> ACTIVITY: Reproduce the listing verbatim.

> INPUT DATA:

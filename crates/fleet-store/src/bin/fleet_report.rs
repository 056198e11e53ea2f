//! # Fleet Report
//!
//! Prints the dashboard and the analytics report for a fleet.
//!
//! ## Usage
//! ```bash
//! # Demo fleet, JSON output
//! cargo run -p fleet-store --bin fleet-report
//!
//! # Analytics as CSV (needs a role with the export permission)
//! FLEET_ROLE=manager cargo run -p fleet-store --bin fleet-report -- --csv
//!
//! # Custom config file
//! cargo run -p fleet-store --bin fleet-report -- --config ./fleet.toml
//! ```

use std::env;
use std::path::PathBuf;

use fleet_core::metrics::fleet_kpis;
use fleet_store::commands::analytics::{export_analytics, get_analytics};
use fleet_store::commands::dashboard::get_dashboard;
use fleet_store::{init_tracing, seed, FleetConfig, FleetStore};
use tracing::{info, warn};

fn main() -> Result<(), Box<dyn std::error::Error>> {
    // Parse command line arguments
    let args: Vec<String> = env::args().collect();

    let mut config_path: Option<PathBuf> = None;
    let mut empty = false;
    let mut csv = false;

    let mut i = 1;
    while i < args.len() {
        match args[i].as_str() {
            "--config" | "-c" => {
                if i + 1 < args.len() {
                    config_path = Some(PathBuf::from(&args[i + 1]));
                    i += 1;
                }
            }
            "--empty" => empty = true,
            "--csv" => csv = true,
            "--help" | "-h" => {
                println!("Fleet Ops Report");
                println!();
                println!("Usage: fleet-report [OPTIONS]");
                println!();
                println!("Options:");
                println!("  -c, --config <PATH>  Config file (default: ./fleet.toml)");
                println!("      --empty          Start from an empty fleet");
                println!("      --csv            Print analytics as CSV instead of JSON");
                println!("  -h, --help           Show this help message");
                return Ok(());
            }
            other => eprintln!("Ignoring unknown argument: {}", other),
        }
        i += 1;
    }

    // Loaded before the subscriber exists, so failures are logged below.
    let loaded = FleetConfig::load(config_path);
    let config = loaded.as_ref().cloned().unwrap_or_default();
    init_tracing(&config.log_filter);
    if let Err(e) = &loaded {
        warn!("Failed to load fleet config: {}. Using defaults.", e);
    }

    let initial = if empty || !config.seed_demo_data {
        fleet_core::FleetState::new()
    } else {
        seed::demo_state()
    };
    let store = FleetStore::new(initial);
    let role = config.default_role;
    info!(%role, currency = %config.currency_code, "Report starting");

    if csv {
        let table = export_analytics(&store, &role)?;
        println!("{}", table.to_csv());
        return Ok(());
    }

    let kpis = store.with_state(fleet_kpis);
    let analytics = get_analytics(&store);

    println!("Fleet Ops Report");
    println!("================");
    println!("Vehicles:    {} in service, {} available", kpis.total, kpis.available);
    println!("Utilization: {}%", kpis.utilization);
    println!("Revenue:     {}", config.format_currency(analytics.summary.total_revenue));
    println!("Cost:        {}", config.format_currency(analytics.summary.total_cost));
    println!("ROI:         {:.1}%", analytics.summary.overall_roi);
    println!();

    println!("{}", serde_json::to_string_pretty(&get_dashboard(&store))?);
    println!("{}", serde_json::to_string_pretty(&analytics)?);

    Ok(())
}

> REPLY:
filename crates/fleet-store/src/bin/fleet_report.rs
repository 056198e11e53ea2f
//! # Fleet Report
//!
//! Prints the dashboard and the analytics report for a fleet.
//!
//! ## Usage
//! ```bash
//! # Demo fleet, JSON output
//! cargo run -p fleet-store --bin fleet-report
//!
//! # Analytics as CSV (needs a role with the export permission)
//! FLEET_ROLE=manager cargo run -p fleet-store --bin fleet-report -- --csv
//!
//! # Custom config file
//! cargo run -p fleet-store --bin fleet-report -- --config ./fleet.toml
//! ```

use std::env;
use std::path::PathBuf;

use fleet_core::metrics::fleet_kpis;
use fleet_store::commands::analytics::{export_analytics, get_analytics};
use fleet_store::commands::dashboard::get_dashboard;
use fleet_store::{init_tracing, seed, FleetConfig, FleetStore};
use tracing::{info, warn};

fn main() -> Result<(), Box<dyn std::error::Error>> {
    // Parse command line arguments
    let args: Vec<String> = env::args().collect();

    let mut config_path: Option<PathBuf> = None;
    let mut empty = false;
    let mut csv = false;

    let mut i = 1;
    while i < args.len() {
        match args[i].as_str() {
            "--config" | "-c" => {
                if i + 1 < args.len() {
                    config_path = Some(PathBuf::from(&args[i + 1]));
                    i += 1;
                }
            }
            "--empty" => empty = true,
            "--csv" => csv = true,
            "--help" | "-h" => {
                println!("Fleet Ops Report");
                println!();
                println!("Usage: fleet-report [OPTIONS]");
                println!();
                println!("Options:");
                println!("  -c, --config <PATH>  Config file (default: ./fleet.toml)");
                println!("      --empty          Start from an empty fleet");
                println!("      --csv            Print analytics as CSV instead of JSON");
                println!("  -h, --help           Show this help message");
                return Ok(());
            }
            other => eprintln!("Ignoring unknown argument: {}", other),
        }
        i += 1;
    }

    // Loaded before the subscriber exists, so failures are logged below.
    let loaded = FleetConfig::load(config_path);
    let config = loaded.as_ref().cloned().unwrap_or_default();
    init_tracing(&config.log_filter);
    if let Err(e) = &loaded {
        warn!("Failed to load fleet config: {}. Using defaults.", e);
    }

    let initial = if empty || !config.seed_demo_data {
        fleet_core::FleetState::new()
    } else {
        seed::demo_state()
    };
    let store = FleetStore::new(initial);
    let role = config.default_role;
    info!(%role, currency = %config.currency_code, "Report starting");

    if csv {
        let table = export_analytics(&store, &role)?;
        println!("{}", table.to_csv());
        return Ok(());
    }

    let kpis = store.with_state(fleet_kpis);
    let analytics = get_analytics(&store);

    println!("Fleet Ops Report");
    println!("================");
    println!("Vehicles:    {} in service, {} available", kpis.total, kpis.available);
    println!("Utilization: {}%", kpis.utilization);
    println!("Revenue:     {}", config.format_currency(analytics.summary.total_revenue));
    println!("Cost:        {}", config.format_currency(analytics.summary.total_cost));
    println!("ROI:         {:.1}%", analytics.summary.overall_roi);
    println!();

    println!("{}", serde_json::to_string_pretty(&get_dashboard(&store))?);
    println!("{}", serde_json::to_string_pretty(&analytics)?);

    Ok(())
}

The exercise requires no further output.